No alto dos seus 45 anos – completos no dia 10 de agosto –, Fabio parece um garoto. A convivência com os mais jovens, algo que prezou em sua última novela, é um dos elementos que o auxiliam nesta característica. Os cabelos já um pouco grisalhos não amenizam em nada a gana em viver, aprender, ensinar e trabalhar. Tanto que havia acabado de sair de Totalmente Demais e já topou ser o ‘mocinho’ da novela das 21h, que está sendo escrita por Glória Perez: À Flor da Pele, que deve estrear em abril e tratar de diversidade. Embora ele não possa adiantar detalhes da trama, está feliz com a escolha. “Vai ser a segunda vez que vou trabalhar com a Glória e fiquei muito feliz com o convite, gosto do jeito que ela escreve. A direção será do Rogério Gomes, o Papinha, que é um grande parceiro e parece que vem um elenco bem forte”, adianta. Além dele, já foram escalados Paolla Oliveira, Isis Valverde e Débora Falabella.

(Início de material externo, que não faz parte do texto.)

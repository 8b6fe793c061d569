//! Configuration types for preset generation.
//!
//! This module contains the strongly-typed structures deserialized from
//! `presets.yaml`. [`PresetConfig::default`] carries the built-in table so
//! presets can be generated without any files.

use rust_decimal::Decimal;
use serde::{Deserialize, Serialize};

use crate::models::DEFAULT_SHIFT_ACCRUAL_MINUTES;

/// The complete preset configuration.
#[derive(Debug, Clone, Default, PartialEq, Serialize, Deserialize)]
pub struct PresetConfig {
    /// Shift-linked unpaid time off.
    pub upt: UptPreset,
    /// Weekly flexible PTO with a yearly cap and a January grant.
    pub flex: FlexPreset,
    /// Tenure-based standard PTO.
    pub standard: StandardPreset,
}

impl PresetConfig {
    /// Returns the standard PTO bracket for a tenure, if any applies.
    pub fn bracket_for(&self, tenure_years: u32) -> Option<&TenureBracket> {
        self.standard.bracket_for(tenure_years)
    }
}

/// Parameters of the shift-linked UPT category.
#[derive(Debug, Clone, PartialEq, Serialize, Deserialize)]
pub struct UptPreset {
    /// Category name.
    pub name: String,
    /// Balance ceiling.
    pub max_balance: Decimal,
    /// Minutes earned per hour worked.
    pub minutes_per_hour: Decimal,
}

impl Default for UptPreset {
    fn default() -> Self {
        Self {
            name: "UPT".to_string(),
            max_balance: Decimal::new(80, 0),
            minutes_per_hour: DEFAULT_SHIFT_ACCRUAL_MINUTES,
        }
    }
}

/// Parameters of the flexible PTO category.
#[derive(Debug, Clone, PartialEq, Serialize, Deserialize)]
pub struct FlexPreset {
    /// Category name.
    pub name: String,
    /// Hours earned per week.
    pub accrual_rate: Decimal,
    /// Balance ceiling.
    pub max_balance: Decimal,
    /// Maximum weekly accrual per calendar year.
    pub yearly_accrual_cap: Decimal,
    /// Hours granted every January 1st; also the default starting balance.
    pub annual_grant_amount: Decimal,
}

impl Default for FlexPreset {
    fn default() -> Self {
        Self {
            name: "Flex PTO".to_string(),
            accrual_rate: Decimal::new(185, 2),
            max_balance: Decimal::new(48, 0),
            yearly_accrual_cap: Decimal::new(38, 0),
            annual_grant_amount: Decimal::new(10, 0),
        }
    }
}

/// Parameters of the standard PTO category.
#[derive(Debug, Clone, PartialEq, Serialize, Deserialize)]
pub struct StandardPreset {
    /// Category name.
    pub name: String,
    /// Rate table, sorted by `min_years`.
    pub brackets: Vec<TenureBracket>,
}

impl StandardPreset {
    /// Returns the highest bracket whose `min_years` does not exceed the tenure.
    pub fn bracket_for(&self, tenure_years: u32) -> Option<&TenureBracket> {
        self.brackets
            .iter()
            .filter(|bracket| bracket.min_years <= tenure_years)
            .max_by_key(|bracket| bracket.min_years)
    }
}

impl Default for StandardPreset {
    fn default() -> Self {
        let bracket = |min_years, rate, max| TenureBracket {
            min_years,
            accrual_rate: Decimal::new(rate, 2),
            max_balance: Decimal::new(max, 0),
        };

        Self {
            name: "Standard PTO".to_string(),
            brackets: vec![
                bracket(0, 77, 40),
                bracket(1, 154, 80),
                bracket(2, 170, 88),
                bracket(3, 185, 96),
                bracket(4, 200, 104),
                bracket(5, 216, 112),
                bracket(6, 231, 120),
            ],
        }
    }
}

/// A row of the tenure rate table.
#[derive(Debug, Clone, PartialEq, Eq, Serialize, Deserialize)]
pub struct TenureBracket {
    /// Minimum completed years of service for this bracket.
    pub min_years: u32,
    /// Hours earned per week.
    pub accrual_rate: Decimal,
    /// Balance ceiling.
    pub max_balance: Decimal,
}
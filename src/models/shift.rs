//! Work shift model and related types.
//!
//! This module defines the [`WorkShift`] and [`Break`] structs. Shifts are the
//! source of automatic ledger entries for shift-linked categories.

use chrono::{NaiveDate, NaiveDateTime};
use rust_decimal::Decimal;
use serde::{Deserialize, Serialize};

/// Represents a break taken during a shift.
#[derive(Debug, Clone, PartialEq, Serialize, Deserialize)]
pub struct Break {
    /// The start time of the break.
    pub start_time: NaiveDateTime,
    /// The end time of the break.
    pub end_time: NaiveDateTime,
    /// Whether the break is paid (true) or unpaid (false).
    pub is_paid: bool,
}

impl Break {
    fn duration_minutes(&self) -> i64 {
        (self.end_time - self.start_time).num_minutes()
    }
}

/// A worked shift.
#[derive(Debug, Clone, PartialEq, Serialize, Deserialize)]
pub struct WorkShift {
    /// Unique identifier for the shift.
    pub id: String,
    /// The start time of the shift.
    pub start_time: NaiveDateTime,
    /// The end time of the shift.
    pub end_time: NaiveDateTime,
    /// Breaks taken during the shift.
    #[serde(default)]
    pub breaks: Vec<Break>,
}

impl WorkShift {
    /// Calculates the total worked hours for the shift.
    ///
    /// Unpaid breaks are subtracted; paid breaks count as worked time.
    ///
    /// # Examples
    ///
    /// ```
    /// use pto_engine::models::WorkShift;
    /// use chrono::NaiveDateTime;
    /// use rust_decimal::Decimal;
    ///
    /// let at = |s| NaiveDateTime::parse_from_str(s, "%Y-%m-%d %H:%M:%S").unwrap();
    /// let shift = WorkShift {
    ///     id: "shift_001".to_string(),
    ///     start_time: at("2024-03-04 07:00:00"),
    ///     end_time: at("2024-03-04 17:00:00"),
    ///     breaks: vec![],
    /// };
    /// assert_eq!(shift.worked_hours(), Decimal::new(10, 0));
    /// ```
    pub fn worked_hours(&self) -> Decimal {
        let total_minutes = (self.end_time - self.start_time).num_minutes();

        let unpaid_break_minutes: i64 = self
            .breaks
            .iter()
            .filter(|b| !b.is_paid)
            .map(|b| b.duration_minutes())
            .sum();

        Decimal::new(total_minutes - unpaid_break_minutes, 0) / Decimal::new(60, 0)
    }

    /// Returns the calendar date the shift starts on.
    pub fn date(&self) -> NaiveDate {
        self.start_time.date()
    }

    /// Returns true if the shift ends after it starts.
    pub fn is_well_formed(&self) -> bool {
        self.end_time > self.start_time
    }
}

#[cfg(test)]
mod tests {
    use super::*;

    fn make_datetime(date_str: &str, time_str: &str) -> NaiveDateTime {
        NaiveDateTime::parse_from_str(&format!("{} {}", date_str, time_str), "%Y-%m-%d %H:%M:%S")
            .unwrap()
    }

    fn make_shift(id: &str, start: NaiveDateTime, end: NaiveDateTime) -> WorkShift {
        WorkShift {
            id: id.to_string(),
            start_time: start,
            end_time: end,
            breaks: vec![],
        }
    }

    /// WS-001: 10 hour shift no breaks
    #[test]
    fn test_ws_001_ten_hour_shift() {
        let shift = make_shift(
            "WS-001",
            make_datetime("2024-03-04", "07:00:00"),
            make_datetime("2024-03-04", "17:00:00"),
        );
        assert_eq!(shift.worked_hours(), Decimal::new(10, 0));
        assert!(shift.is_well_formed());
    }

    /// WS-002: unpaid break is subtracted, paid break is not
    #[test]
    fn test_ws_002_breaks() {
        let mut shift = make_shift(
            "WS-002",
            make_datetime("2024-03-04", "07:00:00"),
            make_datetime("2024-03-04", "17:30:00"),
        );
        shift.breaks = vec![
            Break {
                start_time: make_datetime("2024-03-04", "12:00:00"),
                end_time: make_datetime("2024-03-04", "12:30:00"),
                is_paid: false,
            },
            Break {
                start_time: make_datetime("2024-03-04", "15:00:00"),
                end_time: make_datetime("2024-03-04", "15:15:00"),
                is_paid: true,
            },
        ];

        assert_eq!(shift.worked_hours(), Decimal::new(10, 0));
    }

    /// WS-003: overnight shift belongs to its start date
    #[test]
    fn test_ws_003_overnight_shift() {
        let shift = make_shift(
            "WS-003",
            make_datetime("2024-03-04", "22:00:00"),
            make_datetime("2024-03-05", "08:00:00"),
        );

        assert_eq!(shift.worked_hours(), Decimal::new(10, 0));
        assert_eq!(shift.date(), NaiveDate::from_ymd_opt(2024, 3, 4).unwrap());
    }

    /// WS-004: zero and negative duration shifts are not well formed
    #[test]
    fn test_ws_004_malformed_shift() {
        let start = make_datetime("2024-03-04", "09:00:00");
        assert!(!make_shift("zero", start, start).is_well_formed());
        let reversed = make_shift("reversed", start, make_datetime("2024-03-04", "08:00:00"));
        assert!(!reversed.is_well_formed());
    }

    #[test]
    fn test_shift_deserialization_defaults_breaks() {
        let json = r#"{
            "id": "shift_001",
            "start_time": "2024-03-04T07:00:00",
            "end_time": "2024-03-04T17:00:00"
        }"#;

        let shift: WorkShift = serde_json::from_str(json).unwrap();
        assert_eq!(shift.id, "shift_001");
        assert!(shift.breaks.is_empty());
    }
}
//! Calculation logic for the PTO engine.
//!
//! This module contains the ledger merge, shift-linked accrual, the accrual
//! scheduler with its yearly cap accumulator, the day-by-day balance
//! simulator behind current balances and forecasts, and onboarding presets.

mod ledger;
mod preset;
mod scheduler;
mod shift_accrual;
mod simulator;

pub use ledger::Ledger;
pub use preset::{PresetParams, estimated_weekly_upt, preset};
pub use scheduler::{EventKind, Schedule, ScheduledEvent, YearlyAccrual, schedule};
pub use shift_accrual::{shift_accrual_amount, shift_entry};
pub use simulator::{
    BalanceState, SeriesMode, SimulationOutcome, balance_report, current_balance, current_state,
    forecast, forecast_balance, simulate,
};
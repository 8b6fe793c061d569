//! Duration parsing and formatting.
//!
//! Users enter durations as `"1.5"`, `"1:30"` or `"1h 30m"`. This module turns
//! those strings into fractional hours and back.

use std::fmt;
use std::str::FromStr;

use rust_decimal::prelude::ToPrimitive;
use rust_decimal::{Decimal, RoundingStrategy};
use serde::{Deserialize, Serialize};

use crate::error::{EngineError, EngineResult};

const MINUTES_PER_HOUR: Decimal = Decimal::from_parts(60, 0, 0, false, 0);

/// Parses a human-entered duration into fractional hours.
///
/// Accepted forms (case-insensitive, whitespace ignored):
/// - plain decimal hours: `"1.5"`
/// - `H:MM`: `"1:30"`
/// - composite `<H>h<M>m`, either part optional: `"1h 30m"`, `"2h"`, `"45m"`
///
/// A leading `-` or `+` signs the whole value.
///
/// # Returns
///
/// - `Ok(None)` for empty or whitespace-only input
/// - `Ok(Some(hours))` for a valid duration
/// - `Err(InvalidDuration)` for anything else
///
/// # Examples
///
/// ```
/// use pto_engine::models::parse_duration;
/// use rust_decimal::Decimal;
///
/// assert_eq!(parse_duration("1.5").unwrap(), Some(Decimal::new(15, 1)));
/// assert_eq!(parse_duration("1:30").unwrap(), Some(Decimal::new(15, 1)));
/// assert_eq!(parse_duration("1H 30m").unwrap(), Some(Decimal::new(15, 1)));
/// assert_eq!(parse_duration("   ").unwrap(), None);
/// assert!(parse_duration("soon").is_err());
/// ```
pub fn parse_duration(input: &str) -> EngineResult<Option<Decimal>> {
    let compact: String = input
        .chars()
        .filter(|c| !c.is_whitespace())
        .flat_map(char::to_lowercase)
        .collect();

    if compact.is_empty() {
        return Ok(None);
    }

    let invalid = |message: &str| EngineError::InvalidDuration {
        input: input.to_string(),
        message: message.to_string(),
    };

    let (negative, body) = match compact.strip_prefix('-') {
        Some(rest) => (true, rest),
        None => (false, compact.strip_prefix('+').unwrap_or(&compact)),
    };

    if body.is_empty() {
        return Err(invalid("missing value after sign"));
    }

    let hours = if let Some((h, m)) = body.split_once(':') {
        parse_colon(h, m).ok_or_else(|| invalid("expected H:MM with minutes 00-59"))?
    } else if body.contains(['h', 'm']) {
        parse_composite(body).map_err(|message| invalid(message))?
    } else {
        parse_number(body).ok_or_else(|| invalid("expected a number of hours"))?
    };

    Ok(Some(if negative { -hours } else { hours }))
}

/// Formats fractional hours as `"{H}h {M}m"`.
///
/// Minutes are rounded to the nearest whole minute, zero components are
/// omitted (zero itself is `"0h"`) and negative values carry a `-` prefix.
///
/// # Examples
///
/// ```
/// use pto_engine::models::format_hours;
/// use rust_decimal::Decimal;
///
/// assert_eq!(format_hours(Decimal::new(15, 1)), "1h 30m");
/// assert_eq!(format_hours(Decimal::new(2, 0)), "2h");
/// assert_eq!(format_hours(Decimal::new(-25, 2)), "-15m");
/// assert_eq!(format_hours(Decimal::ZERO), "0h");
/// ```
pub fn format_hours(value: Decimal) -> String {
    let magnitude = value.abs();
    let mut hours = magnitude.trunc();
    let mut minutes = ((magnitude - hours) * MINUTES_PER_HOUR)
        .round_dp_with_strategy(0, RoundingStrategy::MidpointAwayFromZero)
        .to_u32()
        .unwrap_or_default();

    if minutes == 60 {
        hours += Decimal::ONE;
        minutes = 0;
    }

    let sign = if value.is_sign_negative() && (!hours.is_zero() || minutes > 0) {
        "-"
    } else {
        ""
    };

    match (hours.is_zero(), minutes) {
        (true, 0) => "0h".to_string(),
        (true, m) => format!("{}{}m", sign, m),
        (false, 0) => format!("{}{}h", sign, hours.normalize()),
        (false, m) => format!("{}{}h {}m", sign, hours.normalize(), m),
    }
}

/// A duration in fractional hours that parses from and displays as user text.
///
/// # Example
///
/// ```
/// use pto_engine::models::Hours;
/// use rust_decimal::Decimal;
///
/// let hours: Hours = "2:15".parse().unwrap();
/// assert_eq!(hours.0, Decimal::new(225, 2));
/// assert_eq!(hours.to_string(), "2h 15m");
/// ```
#[derive(Debug, Clone, Copy, PartialEq, Eq, PartialOrd, Ord, Serialize, Deserialize)]
pub struct Hours(pub Decimal);

impl FromStr for Hours {
    type Err = EngineError;

    fn from_str(s: &str) -> Result<Self, Self::Err> {
        parse_duration(s)?
            .map(Hours)
            .ok_or_else(|| EngineError::InvalidDuration {
                input: s.to_string(),
                message: "empty duration".to_string(),
            })
    }
}

impl fmt::Display for Hours {
    fn fmt(&self, f: &mut fmt::Formatter<'_>) -> fmt::Result {
        f.write_str(&format_hours(self.0))
    }
}

impl From<Decimal> for Hours {
    fn from(value: Decimal) -> Self {
        Hours(value)
    }
}

/// Parses an unsigned decimal made of digits and at most one point.
fn parse_number(s: &str) -> Option<Decimal> {
    let valid = !s.is_empty()
        && s.chars().all(|c| c.is_ascii_digit() || c == '.')
        && s.chars().filter(|c| *c == '.').count() <= 1
        && s.chars().any(|c| c.is_ascii_digit());
    if !valid {
        return None;
    }

    let trimmed = s.trim_end_matches('.');
    if trimmed.starts_with('.') {
        Decimal::from_str(&format!("0{}", trimmed)).ok()
    } else {
        Decimal::from_str(trimmed).ok()
    }
}

fn parse_colon(hours: &str, minutes: &str) -> Option<Decimal> {
    if hours.is_empty() || !hours.chars().all(|c| c.is_ascii_digit()) {
        return None;
    }
    if minutes.is_empty() || minutes.len() > 2 || !minutes.chars().all(|c| c.is_ascii_digit()) {
        return None;
    }

    let h = Decimal::from_str(hours).ok()?;
    let m = Decimal::from_str(minutes).ok()?;
    if m >= MINUTES_PER_HOUR {
        return None;
    }
    Some(h + m / MINUTES_PER_HOUR)
}

fn parse_composite(body: &str) -> Result<Decimal, &'static str> {
    let (hours, rest) = match body.split_once('h') {
        Some((h, rest)) => (
            Some(parse_number(h).ok_or("expected a number before 'h'")?),
            rest,
        ),
        None => (None, body),
    };

    let minutes = if rest.is_empty() {
        None
    } else {
        let m = rest
            .strip_suffix('m')
            .ok_or("unexpected trailing number")?;
        Some(parse_number(m).ok_or("expected a number before 'm'")?)
    };

    if hours.is_none() && minutes.is_none() {
        return Err("expected hours or minutes");
    }

    Ok(hours.unwrap_or_default() + minutes.unwrap_or_default() / MINUTES_PER_HOUR)
}

#[cfg(test)]
mod tests {
    use super::*;
    use proptest::prelude::*;

    fn dec(s: &str) -> Decimal {
        Decimal::from_str(s).unwrap()
    }

    fn one_minute() -> Decimal {
        Decimal::ONE / MINUTES_PER_HOUR
    }

    /// DV-001: plain decimal
    #[test]
    fn test_dv_001_plain_decimal() {
        assert_eq!(parse_duration("1.5").unwrap(), Some(dec("1.5")));
        assert_eq!(parse_duration("8").unwrap(), Some(dec("8")));
        assert_eq!(parse_duration(".25").unwrap(), Some(dec("0.25")));
    }

    /// DV-002: colon form
    #[test]
    fn test_dv_002_colon_form() {
        assert_eq!(parse_duration("1:30").unwrap(), Some(dec("1.5")));
        assert_eq!(parse_duration("0:45").unwrap(), Some(dec("0.75")));
        assert_eq!(parse_duration("10:05").unwrap().unwrap(), dec("10") + dec("5") / dec("60"));
    }

    /// DV-003: composite forms with either part optional
    #[test]
    fn test_dv_003_composite_forms() {
        assert_eq!(parse_duration("1h30m").unwrap(), Some(dec("1.5")));
        assert_eq!(parse_duration("2h").unwrap(), Some(dec("2")));
        assert_eq!(parse_duration("45m").unwrap(), Some(dec("0.75")));
        assert_eq!(parse_duration("90m").unwrap(), Some(dec("1.5")));
        assert_eq!(parse_duration("1.5h").unwrap(), Some(dec("1.5")));
    }

    /// DV-004: case and whitespace are ignored
    #[test]
    fn test_dv_004_case_and_whitespace() {
        assert_eq!(parse_duration(" 1 H  30 M ").unwrap(), Some(dec("1.5")));
        assert_eq!(parse_duration("\t2:00\n").unwrap(), Some(dec("2")));
    }

    /// DV-005: empty input is no value
    #[test]
    fn test_dv_005_empty_is_none() {
        assert_eq!(parse_duration("").unwrap(), None);
        assert_eq!(parse_duration("   ").unwrap(), None);
    }

    /// DV-006: signed values
    #[test]
    fn test_dv_006_signed_values() {
        assert_eq!(parse_duration("-1h 30m").unwrap(), Some(dec("-1.5")));
        assert_eq!(parse_duration("-2").unwrap(), Some(dec("-2")));
        assert_eq!(parse_duration("+0:30").unwrap(), Some(dec("0.5")));
    }

    /// DV-007: malformed input is rejected
    #[test]
    fn test_dv_007_malformed_input() {
        let inputs = [
            "abc", "1h75", "1:75", "1:", ":30", "h", "m", "1.2.3", "-", "1x", "1m30h", "1e3",
        ];
        for input in inputs {
            match parse_duration(input) {
                Err(EngineError::InvalidDuration { input: raw, .. }) => assert_eq!(raw, input),
                other => panic!("Expected InvalidDuration for {:?}, got {:?}", input, other),
            }
        }
    }

    /// DV-008: formatting
    #[test]
    fn test_dv_008_formatting() {
        assert_eq!(format_hours(dec("1.5")), "1h 30m");
        assert_eq!(format_hours(dec("8")), "8h");
        assert_eq!(format_hours(dec("0.75")), "45m");
        assert_eq!(format_hours(dec("0")), "0h");
        assert_eq!(format_hours(dec("-1.5")), "-1h 30m");
        assert_eq!(format_hours(dec("12.0")), "12h");
    }

    /// DV-009: minutes round to the nearest whole minute
    #[test]
    fn test_dv_009_minute_rounding() {
        // 1.85h = 1h 51m
        assert_eq!(format_hours(dec("1.85")), "1h 51m");
        // 0.999h = 59.94m rounds up into the next hour
        assert_eq!(format_hours(dec("0.999")), "1h");
        // Less than half a minute disappears, including its sign
        assert_eq!(format_hours(dec("-0.001")), "0h");
    }

    #[test]
    fn test_hours_from_str_and_display() {
        let hours: Hours = "3h 20m".parse().unwrap();
        assert_eq!(hours.to_string(), "3h 20m");
        assert!("".parse::<Hours>().is_err());
    }

    #[test]
    fn test_round_trip_representative_values() {
        for s in ["0", "-1.5", "0.3333", "1.85", "7.7", "-0.75", "123.456"] {
            let x = dec(s);
            let back = parse_duration(&format_hours(x)).unwrap().unwrap();
            assert!((back - x).abs() <= one_minute(), "{} -> {}", x, back);
        }
    }

    proptest! {
        #[test]
        fn prop_format_then_parse_is_within_a_minute(raw in -100_000_000i64..100_000_000i64) {
            let x = Decimal::new(raw, 4);
            let back = parse_duration(&format_hours(x)).unwrap().unwrap();
            prop_assert!((back - x).abs() <= one_minute());
        }
    }
}
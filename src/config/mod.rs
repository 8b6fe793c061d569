//! Configuration loading for preset generation.
//!
//! This module loads the UPT, Flex and tenure-based standard PTO parameters
//! from `presets.yaml`. A built-in default is available without any files.
//!
//! # Example
//!
//! ```no_run
//! use pto_engine::config::ConfigLoader;
//!
//! let config = ConfigLoader::load("./config").unwrap();
//! println!("Flex rate: {}", config.presets().flex.accrual_rate);
//! ```

mod loader;
mod types;

pub use loader::ConfigLoader;
pub use types::{FlexPreset, PresetConfig, StandardPreset, TenureBracket, UptPreset};
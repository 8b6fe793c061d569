//! Configuration loading functionality.
//!
//! This module provides the [`ConfigLoader`] type for loading preset
//! configuration from a YAML file.

use std::fs;
use std::path::Path;

use tracing::info;

use crate::error::{EngineError, EngineResult};

use super::types::PresetConfig;

/// Loads and provides access to preset configuration.
///
/// # Directory Structure
///
/// ```text
/// config/
/// └── presets.yaml   # UPT, Flex and standard PTO tenure table
/// ```
///
/// # Example
///
/// ```no_run
/// use pto_engine::config::ConfigLoader;
///
/// let loader = ConfigLoader::load("./config")?;
/// println!("Standard brackets: {}", loader.presets().standard.brackets.len());
/// # Ok::<(), pto_engine::error::EngineError>(())
/// ```
#[derive(Debug, Clone, Default)]
pub struct ConfigLoader {
    presets: PresetConfig,
}

impl ConfigLoader {
    /// Loads configuration from the specified directory.
    ///
    /// # Returns
    ///
    /// Returns a `ConfigLoader` on success, or an error if:
    /// - `presets.yaml` is missing (`ConfigNotFound`)
    /// - the file contains invalid YAML or missing fields (`ConfigParseError`)
    pub fn load<P: AsRef<Path>>(path: P) -> EngineResult<Self> {
        let presets_path = path.as_ref().join("presets.yaml");
        let mut presets = Self::load_yaml::<PresetConfig>(&presets_path)?;
        presets.standard.brackets.sort_by_key(|bracket| bracket.min_years);

        info!(
            path = %presets_path.display(),
            brackets = presets.standard.brackets.len(),
            "Loaded preset configuration"
        );

        Ok(Self { presets })
    }

    /// Loads and parses a YAML file.
    fn load_yaml<T: serde::de::DeserializeOwned>(path: &Path) -> EngineResult<T> {
        let path_str = path.display().to_string();

        let content = fs::read_to_string(path).map_err(|_| EngineError::ConfigNotFound {
            path: path_str.clone(),
        })?;

        serde_yaml::from_str(&content).map_err(|e| EngineError::ConfigParseError {
            path: path_str,
            message: e.to_string(),
        })
    }

    /// Returns the loaded preset configuration.
    pub fn presets(&self) -> &PresetConfig {
        &self.presets
    }
}

#[cfg(test)]
mod tests {
    use super::*;
    use rust_decimal::Decimal;
    use std::str::FromStr;

    fn config_path() -> &'static str {
        "./config"
    }

    fn dec(s: &str) -> Decimal {
        Decimal::from_str(s).unwrap()
    }

    #[test]
    fn test_load_valid_configuration() {
        let result = ConfigLoader::load(config_path());
        assert!(result.is_ok(), "Failed to load config: {:?}", result.err());

        let loader = result.unwrap();
        assert_eq!(loader.presets().flex.name, "Flex PTO");
        assert_eq!(loader.presets().flex.accrual_rate, dec("1.85"));
        assert_eq!(loader.presets().upt.max_balance, dec("80"));
    }

    #[test]
    fn test_file_matches_built_in_defaults() {
        let loader = ConfigLoader::load(config_path()).unwrap();
        assert_eq!(loader.presets(), &PresetConfig::default());
    }

    #[test]
    fn test_load_missing_directory_returns_error() {
        let result = ConfigLoader::load("/nonexistent/path");

        match result {
            Err(EngineError::ConfigNotFound { path }) => {
                assert!(path.contains("presets.yaml"));
            }
            other => panic!("Expected ConfigNotFound error, got {:?}", other),
        }
    }

    #[test]
    fn test_default_loader_uses_built_in_table() {
        let loader = ConfigLoader::default();
        assert_eq!(loader.presets().bracket_for(3).unwrap().accrual_rate, dec("1.85"));
    }
}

Da próxima novela ele ainda não pode falar, mas do futuro do País, sim. Na coletiva de imprensa de Entre Idas e Vindas, encerrou dizendo “Fora Temer”, o que arrancou aplausos dos presentes. Questionado da declaração, o ator disse estar cansado do modelo político vigente. “Acho que para falar de política hoje a gente precisa ter muita informação. Estou me informando mais sobre o que está acontecendo. Estamos em um momento de muitas dúvidas, todos nós. De qualquer forma sou favorável a uma reforma política. Não sei se estou julgando errado, mas o que está aí não é uma nova política.” Nada como a maturidade ­com um pouco de leveza, ­não é, Fábio?